Image rendering devices such as photocopiers, printers, facsimile machines, and other image producing devices, have been widely used in commerce and industry. Computing devices have also been widely used in commerce and industry. Higher demand for these computing devices has resulted in faster processing speeds that are sufficient for electronically detecting defects in the images rendered by image rendering devices. Detection of image quality defects ensures the production of quality images by image rendering devices.
It may be desirable to take measurements from actual customer documents. This is advantageous in that it avoids the printing of numerous test patterns that would ordinarily be required to acquire information concerning the printing device performance.

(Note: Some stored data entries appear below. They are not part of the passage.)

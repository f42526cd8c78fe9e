use std::collections::HashMap;
use std::f32::consts::TAU;

use bevy::prelude::Resource;
use serde::{Deserialize, Serialize};

use crate::convention::{
    BodyPlan, DEFAULT_N_BODY_JOINTS, DEFAULT_N_LEGS, DEFAULT_N_LEGS_DOF,
};
use crate::error::ConfigError;
use crate::types::ControlMode;

// ---------------------------------------------------------------------------
// Serde default functions
// ---------------------------------------------------------------------------

const fn default_timestep() -> f64 {
    1e-3
}
const fn default_duration() -> f64 {
    10.0
}
const fn default_gravity() -> [f32; 3] {
    [0.0, 0.0, -9.81]
}
const fn default_n_body_joints() -> usize {
    DEFAULT_N_BODY_JOINTS
}
const fn default_n_legs() -> usize {
    DEFAULT_N_LEGS
}
const fn default_n_legs_dof() -> usize {
    DEFAULT_N_LEGS_DOF
}
fn default_legs_parents() -> Vec<usize> {
    vec![1, 4]
}
const fn default_frequency() -> f32 {
    1.0
}
const fn default_body_amplitude() -> f32 {
    0.3
}
const fn default_body_stand_amplitude() -> f32 {
    0.2
}
const fn default_body_phase_lag() -> f32 {
    TAU
}
fn default_legs_amplitude() -> Vec<f32> {
    vec![0.6, 0.2, 0.2, 0.2]
}
fn default_legs_offset() -> Vec<f32> {
    vec![0.0, 0.3, 0.0, 0.0]
}
const fn default_stiffness() -> f32 {
    1.0
}
const fn default_mode() -> ControlMode {
    ControlMode::Position
}
const fn default_max_torque() -> f32 {
    100.0
}
const fn default_body_friction() -> f32 {
    0.5
}
const fn default_feet_friction() -> f32 {
    1.0
}

// ---------------------------------------------------------------------------
// SimConfig
// ---------------------------------------------------------------------------

/// Simulation loop settings.
#[derive(Debug, Clone, PartialEq, Serialize, Deserialize, Resource)]
pub struct SimConfig {
    /// Physics and control timestep in seconds (default: 0.001 = 1000 Hz).
    #[serde(default = "default_timestep")]
    pub timestep: f64,

    /// Simulated duration in seconds (default: 10).
    #[serde(default = "default_duration")]
    pub duration: f64,

    /// Gravity vector [x, y, z] in m/s^2.
    #[serde(default = "default_gravity")]
    pub gravity: [f32; 3],

    /// Soft-start duration in seconds over which the global torque scale
    /// ramps from 0 to 1. Zero disables the ramp.
    #[serde(default)]
    pub torque_ramp: f64,

    /// Issue velocity-mode commands each step. Off by default: velocity
    /// joints are partitioned but left undriven unless this is set.
    #[serde(default)]
    pub velocity_dispatch: bool,
}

There are various existing approaches for detecting image quality defects in images rendered by image rendering devices. In order to detect image quality defects, images rendered by an image rendering device, such as a printer, are captured by an image capturing device, such as a camera, a scanner, or the like, and are compared with synthetic models of the ideal image (e.g., the electronic input image) to detect the existence of an artifact or defect in the printed image. One such system was proposed in U.S. Patent Application Publication No. 2006/0110009, herein incorporated by reference, in its entirety. Due to the full-color information required in these systems, the sensing is performed on post-fused images rather than unfused images (e.g., sensing on the photoreceptor belt or other intermediate image bearing surface). Other systems are known for sensing fused prints, such as printed sheets of paper, such as U.S. patent application Ser. No. 12/109,203, filed Apr. 24, 2008; and Ser. No. 12/018,540, filed Jan. 23, 2008, herein incorporated by reference in their entireties.
In addition, systems exist in which sensors are positioned adjacent to a photoreceptor belt or other image bearing surfaces to detect special test patches and other diagnostic patterns to monitor, diagnose and control IQ problems. One of the advantages of sensing on the photoreceptor belt is that it permits the opportunity to print and sense test-patterns in the inter-document zones (IDZs) or on the normal imaging areas of the belt without making test prints on paper. These are not visible to the customer and do not waste paper.
There are, however, limitations in sensing full color on the photoreceptor belt. For example, since unfused toner is to a large extent opaque, only the top surface can be readily sensed. As such, sensing on the photoreceptor belt can sense substantially only the top-most toner layer of the image.